Salah prowled in, his long, dark eyes everywhere. “There’s nothing,” he reported quietly. “Not a hint. Not a clue. It’s as though they were never here. I’ve never seen anything like it.”

I have,
thought Richard.

“They were a strange lot anyway,” mused John. “I mean, who’s ever heard of a terrorist cell being led by a woman and an Englishman?”

We have, thought Richard. He and Salah exchanged lean smiles.

Just at that moment, Robin arrived. “Here we are,” she said. “We’ve moved most of Asha’s stuff back to her quarters. But we thought we’d better bring this back up here.”

“What is it?”

“It’s the chart she stole. You know she was going to jump ship and go across the Gulf in an inflatable. At night. Alone. Daft.”

“Here…” began John, leaping to Asha’s defense, for all that he agreed with Robin.

“Asha said they were upset about losing that,” said Richard. “Let’s have a look at it.”

Within seconds, the big British Admiralty chart 2858 was spread out in front of them and five pairs of eyes were scrutinizing it carefully.
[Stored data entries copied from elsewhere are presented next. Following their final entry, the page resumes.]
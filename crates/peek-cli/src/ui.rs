use std::io::IsTerminal;
use std::sync::OnceLock;

use crate::cli::{ColorMode, GlobalFlags, OutputFormat};

/// Narrowest `COLUMNS` value that still fits the comparison table.
const MIN_TERM_WIDTH: usize = 40;

/// Terminal decisions made once at startup.
#[derive(Clone, Copy, Debug, Default, PartialEq, Eq)]
pub struct UiPrefs {
    /// Highlight the best-price cell.
    pub table_color: bool,
    /// Show a spinner while a comparison is loading.
    pub progress: bool,
    /// Width the comparison table is shrunk to, if known.
    pub term_width: Option<usize>,
}

impl UiPrefs {
    /// Decide from the flags, whether stdout is a terminal, and the
    /// environment (`NO_COLOR`, `COLUMNS`).
    pub fn detect(
        flags: &GlobalFlags,
        interactive: bool,
        env: impl Fn(&str) -> Option<String>,
    ) -> Self {
        // Only the comparison card is colored or animated; json/raw stay plain.
        let card = flags.format == OutputFormat::Table;
        let no_color = env("NO_COLOR").is_some_and(|value| !value.is_empty());

        let table_color = card
            && match flags.color {
                ColorMode::Always => true,
                ColorMode::Never => false,
                ColorMode::Auto => interactive && !no_color,
            };

        let term_width = env("COLUMNS")
            .and_then(|value| value.trim().parse::<usize>().ok())
            .filter(|width| *width >= MIN_TERM_WIDTH);

        Self {
            table_color,
            progress: card && interactive && !flags.quiet,
            term_width,
        }
    }
}

static UI_PREFS: OnceLock<UiPrefs> = OnceLock::new();

pub fn init(flags: &GlobalFlags) {
    let prefs = UiPrefs::detect(flags, std::io::stdout().is_terminal(), |key| {
        std::env::var(key).ok()
    });
    let _ = UI_PREFS.set(prefs);
}

/// Prefs chosen by [`init`]; plain output if it never ran.
#[must_use]
pub fn prefs() -> UiPrefs {
    UI_PREFS.get().copied().unwrap_or_default()
}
“What’s that?” asked Robin at once. There was a design in flowing script written in the margin.

“It’s Arabic,” answered Salah. “It means Dawn of Freedom.” He looked across at Richard. “So Sinbad got that right as well.”

But Richard wasn’t listening. He was staring at the chart, thunderstruck. The Arabic script was written beside their present position. Then a long line charted a course away down the whole length of the Gulf. But the same script was written at the far side of the paper, right by the purple writing that said, “Adjoining Chart 707.” And this time a course was charted back across the Gulf of Oman then in through Hormuz.

To a rendezvous, where the two courses met.

“My God!” he breathed.

He blinked. Frowned. Concentrated. He had to be certain about this.

But he
was
certain. There could be no other explanation. It all made too much sense. It all made too much terrifying sense.

He knew where the terrorists were heading. And he knew what they had been waiting for. And he knew why they had waited in vain.

With shaking hands, he took his wallet from his pocket and opened it. The paper was there among a wad of old photographs, cards, receipts. He emptied them all out on the chart and spread them out until he found what he was looking for. A simple piece of white
notepaper onto which he had painstakingly traced what he could remember of the pattern written on that flimsy he had taken from the dead radio officer a week ago. Taken and then lost in the waterspout. The writing that had been the name of the burning ship. He slid it across the chart until it was beside the writing that meant Dawn of Freedom. It was identical.

“Where did you get that?” asked Salah, awed.

Richard told him.

So the terrorists had been awaiting an arms shipment. One that would never come. And rather than wait here any longer for news, they had gone early to their rendezvous. That point on the chart where the two lines crossed.

Fate.

But even as Richard’s mind switched into lightning calculations of the impact of this information, his thoughts were interrupted by a gasp of shock from Asha. Suddenly she was sorting through his personal belongings spread out across the chart beside his empty wallet.

“It’s him,” she said, lifting a photograph of a smiling, open-faced young man. “It is
him!

They all turned toward her, Richard last. She was holding a photograph of a man who had been dead for years. Lost in the breakup of the first
Prometheus.
A photograph of his godson, Ben Strong. Over the top of it she looked at Richard with horror on her face. “What are you doing with a picture of the terrorist leader?” she demanded.